Figure 1.

Activated GR and NCoA-2 redistribute to colocalized intranuclear foci. Subcellular distribution of GFP-GR and mCherry-NCoA-2 in BHK cells was analyzed upon hormone induction by using different imaging tools as indicated in Methods section. (a) Cells expressing GFP fused to the indicated GR variant (wild type, GRdim, GRmon) were treated with Dex, 21-OH or vehicle (Veh). NCoA-2 was co-expressed where indicated (Scale bar: 5 µm). GR capability to form intranuclear foci was quantitatively analyzed by calculating the nuclear foci density (n = 15).
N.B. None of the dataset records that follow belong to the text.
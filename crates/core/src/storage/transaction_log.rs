use chrono::Utc;
use std::path::{Path, PathBuf};

use crate::errors::CoreError;
use crate::models::transaction::Transaction;

use super::write_atomic;

/// The full transaction log as one JSON file, rewritten on every change.
#[derive(Debug, Clone)]
pub struct TransactionLogFile {
    path: PathBuf,
}

impl TransactionLogFile {
    pub fn new(path: impl Into<PathBuf>) -> Self {
        Self { path: path.into() }
    }

    pub fn path(&self) -> &Path {
        &self.path
    }

    /// Load the log. A file that does not exist yet is an empty log.
    pub fn load(&self) -> Result<Vec<Transaction>, CoreError> {
        let bytes = match std::fs::read(&self.path) {
            Ok(bytes) => bytes,
            Err(e) if e.kind() == std::io::ErrorKind::NotFound => return Ok(Vec::new()),
            Err(e) => return Err(e.into()),
        };
        serde_json::from_slice(&bytes)
            .map_err(|e| CoreError::Deserialization(format!("Failed to read transaction log: {e}")))
    }

    pub fn save(&self, transactions: &[Transaction]) -> Result<(), CoreError> {
        let bytes = serde_json::to_vec_pretty(transactions)
            .map_err(|e| CoreError::Serialization(format!("Failed to serialize transaction log: {e}")))?;
        write_atomic(&self.path, &bytes)
    }

    /// Move an unreadable log aside to `<name>.corrupt-<timestamp>` so the
    /// next save cannot overwrite it. Returns the new path.
    pub fn quarantine(&self) -> Result<PathBuf, CoreError> {
        let name = self
            .path
            .file_name()
            .map(|n| n.to_string_lossy().into_owned())
            .unwrap_or_else(|| "transactions.json".to_string());
        let target = self.path.with_file_name(format!(
            "{name}.corrupt-{}",
            Utc::now().format("%Y%m%d%H%M%S%3f")
        ));
        std::fs::rename(&self.path, &target)?;
        Ok(target)
    }
}
use chrono::NaiveDate;
use serde::{Deserialize, Serialize};

/// A single point of a portfolio value series.
///
/// Generated for charts, never persisted.
#[derive(Debug, Clone, PartialEq, Serialize, Deserialize)]
pub struct ChartPoint {
    pub date: NaiveDate,
    pub value: f64,
}

/// Time window selected in the chart UI.
#[derive(Debug, Clone, Copy, PartialEq, Eq, Hash, Serialize, Deserialize)]
pub enum ChartRange {
    Week,
    Month,
    ThreeMonths,
    Year,
    /// Everything since the first transaction
    All,
}

impl ChartRange {
    /// Number of days covered, `None` for the unbounded range.
    pub fn days(&self) -> Option<i64> {
        match self {
            ChartRange::Week => Some(7),
            ChartRange::Month => Some(30),
            ChartRange::ThreeMonths => Some(90),
            ChartRange::Year => Some(365),
            ChartRange::All => None,
        }
    }
}

impl std::fmt::Display for ChartRange {
    fn fmt(&self, f: &mut std::fmt::Formatter<'_>) -> std::fmt::Result {
        match self {
            ChartRange::Week => write!(f, "1W"),
            ChartRange::Month => write!(f, "1M"),
            ChartRange::ThreeMonths => write!(f, "3M"),
            ChartRange::Year => write!(f, "1Y"),
            ChartRange::All => write!(f, "ALL"),
        }
    }
}
use serde::de::DeserializeOwned;
use serde::Serialize;
use std::path::{Path, PathBuf};

use crate::errors::CoreError;

use super::write_atomic;

/// Last-known-good JSON blobs, one file per key, in an app-private directory.
///
/// No TTL: whatever was written last is trusted when used as a fallback.
#[derive(Debug, Clone)]
pub struct CacheStore {
    dir: PathBuf,
}

impl CacheStore {
    pub fn new(dir: impl Into<PathBuf>) -> Self {
        Self { dir: dir.into() }
    }

    pub fn dir(&self) -> &Path {
        &self.dir
    }

    /// File backing `key`. Characters outside `[A-Za-z0-9_.-]` become `_`.
    pub fn path_for(&self, key: &str) -> PathBuf {
        let sanitized: String = key
            .chars()
            .map(|c| {
                if c.is_ascii_alphanumeric() || matches!(c, '_' | '-' | '.') {
                    c
                } else {
                    '_'
                }
            })
            .collect();
        let name = if sanitized.ends_with(".json") {
            sanitized
        } else {
            format!("{sanitized}.json")
        };
        self.dir.join(name)
    }

    /// Overwrite the blob for `key`.
    pub fn save<T: Serialize>(&self, key: &str, value: &T) -> Result<(), CoreError> {
        let bytes = serde_json::to_vec(value)
            .map_err(|e| CoreError::Serialization(format!("Failed to serialize cache entry {key}: {e}")))?;
        write_atomic(&self.path_for(key), &bytes)
    }

    /// Read the blob for `key`. A missing file is `Ok(None)`.
    pub fn load<T: DeserializeOwned>(&self, key: &str) -> Result<Option<T>, CoreError> {
        let path = self.path_for(key);
        let bytes = match std::fs::read(&path) {
            Ok(bytes) => bytes,
            Err(e) if e.kind() == std::io::ErrorKind::NotFound => return Ok(None),
            Err(e) => return Err(e.into()),
        };
        let value = serde_json::from_slice(&bytes)
            .map_err(|e| CoreError::Deserialization(format!("Corrupt cache entry {key}: {e}")))?;
        Ok(Some(value))
    }

    pub fn contains(&self, key: &str) -> bool {
        self.path_for(key).is_file()
    }

    /// Delete one entry. Missing entries are not an error.
    pub fn remove(&self, key: &str) -> Result<(), CoreError> {
        match std::fs::remove_file(self.path_for(key)) {
            Ok(()) => Ok(()),
            Err(e) if e.kind() == std::io::ErrorKind::NotFound => Ok(()),
            Err(e) => Err(e.into()),
        }
    }

    /// Delete every cached blob. Returns how many files were removed.
    pub fn clear(&self) -> Result<usize, CoreError> {
        let entries = match std::fs::read_dir(&self.dir) {
            Ok(entries) => entries,
            Err(e) if e.kind() == std::io::ErrorKind::NotFound => return Ok(0),
            Err(e) => return Err(e.into()),
        };
        let mut removed = 0;
        for entry in entries {
            let path = entry?.path();
            if path.extension().is_some_and(|ext| ext == "json") {
                std::fs::remove_file(&path)?;
                removed += 1;
            }
        }
        Ok(removed)
    }
}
Bars with the same superscript letters represent data not significantly different from each other (p < 0.05). (b) Subcellular distribution of GFP-GR and mCherry-NCoA-2 in untreated or Dex-stimulated cells (Scale bar: 5 µm). (c) Analysis of time-lapse images of cells co-expressing GFP-NCoA-2 and mCherry-GR, within 15 min after Dex-stimulation. Different image-analyisis tools were used to calculate the relative foci density (δ) (upper panel); percentage of colocalized foci (upper panel, yellow line) and the relative mean intensity of foci (lower panel). Light curves represent single cell data to illustrate the cell-to-cell variability while dark curves correspond to mean values. (d) Representative images of cells expressing mCherry-NCoA-2 and GFP fused to the indicated GR variant (wild type, GRdim, GRmon) and treated with Dex, 21-OH or Veh (Scale bar: 5 µm).